They assessed 314,998 middle-aged and older adults living in the UK over a mean 12.3-year follow-up, 1916 of whom developed new-onset Parkinson’s disease. The risk for Parkinson’s disease increased 26% among the 135,885 (43.1%) individuals diagnosed with prefrailty who met up to two of the five criteria for the Fried frailty phenotype of weight loss, exhaustion, low physical activity, slow walking speed and low grip strength, and by 87% among those diagnosed with frailty who met three or more phenotype criteria.

“We adopted the frailty phenotype to assess physical frailty instead of the frailty index or frailty scale, which is more clinically practical and the most frequently used epidemiological measure”, the investigators explain.

They add that all the phenotype criteria were significantly associated with incident Parkinson’s disease, except for weight loss, and there was a positive association between the risk for Parkinson’s disease and the accumulation of frailty components, with the risk increasing by 21% with each additional component.

People with prefrailty or frailty were more likely than those without to be older, female, more deprived, current smokers and have higher BMI and more long-term morbidities.

The researchers also report that an increased risk of incident Parkinson’s disease was associated with worse frailty and an increased genetic risk on the polygenic risk score (PRS). Indeed, participants with frailty who were in the highest tertile of PRS had the greatest risk of Parkinson’s disease, at a hazard ratio of 3.22, compared with nonfrail individuals in the lowest tertile of PRS. By contrast, among nonfrail individuals, the risk of Parkinson’s disease decreased by 43%, 42% and 55% among those in the lowest, intermediate and top tertiles of PRS, respectively.

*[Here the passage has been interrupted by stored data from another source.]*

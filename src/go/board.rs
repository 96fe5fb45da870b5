//! Go position: stone placement, group and liberty search, capture, suicide
//! and simple ko.

use serde::{Deserialize, Serialize};

use crate::board::Grid;
use crate::error::{MoveError, MoveResult};
use crate::types::{Coord, Side};

#[derive(Debug, Clone, Copy, PartialEq, Eq, Hash, Serialize, Deserialize)]
#[serde(rename_all = "lowercase")]
pub enum Stone {
    Black,
    White,
}

impl Side for Stone {
    fn opponent(self) -> Self {
        match self {
            Stone::Black => Stone::White,
            Stone::White => Stone::Black,
        }
    }
}

pub type Point = Option<Stone>;

/// Stones each side has taken off the board.
#[derive(Debug, Clone, Copy, Default, PartialEq, Eq, Serialize, Deserialize)]
pub struct Captures {
    pub black: u32,
    pub white: u32,
}

impl Captures {
    fn add(&mut self, stone: Stone, count: usize) {
        let count = count as u32;
        match stone {
            Stone::Black => self.black += count,
            Stone::White => self.white += count,
        }
    }

    pub fn of(&self, stone: Stone) -> u32 {
        match stone {
            Stone::Black => self.black,
            Stone::White => self.white,
        }
    }
}

#[derive(Debug, Clone, PartialEq, Eq)]
pub struct GoBoard {
    grid: Grid<Point>,
    turn: Stone,
    /// Point whose single stone was taken by the previous move.
    ko: Option<Coord>,
    captures: Captures,
}

impl GoBoard {
    pub fn new(size: u8) -> Self {
        Self {
            grid: Grid::new(size, None),
            turn: Stone::Black,
            ko: None,
            captures: Captures::default(),
        }
    }

    /// Rebuilds a position from its parts, rejecting anything that could not
    /// arise in play.
    pub fn from_parts(
        grid: Grid<Point>,
        turn: Stone,
        ko: Option<Coord>,
        captures: Captures,
    ) -> Result<Self, String> {
        let board = Self {
            grid,
            turn,
            ko,
            captures,
        };
        if let Some(ko) = ko
            && board.grid.get(ko) != Some(None)
        {
            return Err(format!("ko point ({}, {}) is not empty", ko.row, ko.col));
        }
        for at in board.grid.coords() {
            if board.grid.get(at).flatten().is_some()
                && board.liberties_of(&board.group_of(at)) == 0
            {
                return Err(format!("group at ({}, {}) has no liberties", at.row, at.col));
            }
        }
        Ok(board)
    }

    pub fn size(&self) -> u8 {
        self.grid.size()
    }

    pub fn grid(&self) -> &Grid<Point> {
        &self.grid
    }

    pub fn get(&self, at: Coord) -> Point {
        self.grid.get(at).flatten()
    }

    pub fn turn(&self) -> Stone {
        self.turn
    }

    pub fn ko(&self) -> Option<Coord> {
        self.ko
    }

    pub fn captures(&self) -> Captures {
        self.captures
    }

    /// Same-colour stones connected to `at` through orthogonal adjacency.
    /// Empty when `at` holds no stone.
    pub fn group_of(&self, at: Coord) -> Vec<Coord> {
        group_in(&self.grid, at)
    }

    /// Distinct empty points bordering any stone of `group`.
    pub fn liberties_of(&self, group: &[Coord]) -> usize {
        liberties_in(&self.grid, group)
    }

    /// Why `stone` may not be placed on `at`, if it may not.
    pub fn check_placement(&self, at: Coord, stone: Stone) -> MoveResult<()> {
        self.resolve(at, stone).map(|_| ())
    }

    pub fn is_forbidden(&self, at: Coord, stone: Stone) -> bool {
        self.check_placement(at, stone).is_err()
    }

    /// Places a stone for the side to move and returns the captured points.
    pub fn play(&mut self, at: Coord) -> MoveResult<Vec<Coord>> {
        let stone = self.turn;
        let (grid, captured) = self.resolve(at, stone)?;

        self.grid = grid;
        self.captures.add(stone, captured.len());
        self.ko = match captured.as_slice() {
            [single] => Some(*single),
            _ => None,
        };
        self.turn = stone.opponent();
        Ok(captured)
    }

    /// Plays `stone` at `at` on a copy of the grid and removes every enemy
    /// group left without liberties.
    fn resolve(&self, at: Coord, stone: Stone) -> MoveResult<(Grid<Point>, Vec<Coord>)> {
        match self.grid.get(at) {
            None => return Err(MoveError::OutOfBounds(at)),
            Some(Some(_)) => return Err(MoveError::Occupied(at)),
            Some(None) => {}
        }

        let mut next = self.grid.clone();
        next.set(at, Some(stone));

        let mut captured: Vec<Coord> = Vec::new();
        for neighbor in next.neighbors(at) {
            if next.get(neighbor) != Some(Some(stone.opponent())) || captured.contains(&neighbor) {
                continue;
            }
            let group = group_in(&next, neighbor);
            if liberties_in(&next, &group) == 0 {
                captured.extend(group);
            }
        }

        if captured.is_empty() && liberties_in(&next, &group_in(&next, at)) == 0 {
            return Err(MoveError::Suicide);
        }
        if self.ko == Some(at) && captured.len() == 1 {
            return Err(MoveError::Ko);
        }

        for &point in &captured {
            next.set(point, None);
        }
        Ok((next, captured))
    }
}

fn group_in(grid: &Grid<Point>, at: Coord) -> Vec<Coord> {
    let Some(Some(stone)) = grid.get(at) else {
        return Vec::new();
    };
    let size = grid.size();
    let mut seen = vec![false; size as usize * size as usize];
    let mut stack = vec![at];
    let mut group = Vec::new();
    seen[at.index(size)] = true;

    while let Some(current) = stack.pop() {
        group.push(current);
        for neighbor in grid.neighbors(current) {
            let idx = neighbor.index(size);
            if !seen[idx] && grid.get(neighbor) == Some(Some(stone)) {
                seen[idx] = true;
                stack.push(neighbor);
            }
        }
    }
    group
}

fn liberties_in(grid: &Grid<Point>, group: &[Coord]) -> usize {
    let mut liberties: Vec<Coord> = group
        .iter()
        .flat_map(|&stone| grid.neighbors(stone))
        .filter(|&neighbor| grid.get(neighbor) == Some(None))
        .collect();
    liberties.sort();
    liberties.dedup();
    liberties.len()
}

“Our results suggest that improvement of physical frailty would benefit individuals even with a high genetic risk of [Parkinson’s disease]”, they say.

The authors note that the association between prefrailty and frailty was “robust” after taking into account sociodemographic factors, lifestyles, multiple morbidities and genetic background, with an absolute difference in the rate for Parkinson’s disease of 1.6 per 100,000 person–years among people with prefrailty and 5.1 for those with frailty compared with nonfrail individuals.

“Our findings support that frailty might be a valuable tool in [Parkinson’s disease] screening”, the researchers comment.

“In addition, when patients present with prefrailty or frailty strategies to change patients’ lifestyles could be tailored to prevent or delay the development of [Parkinson’s disease].”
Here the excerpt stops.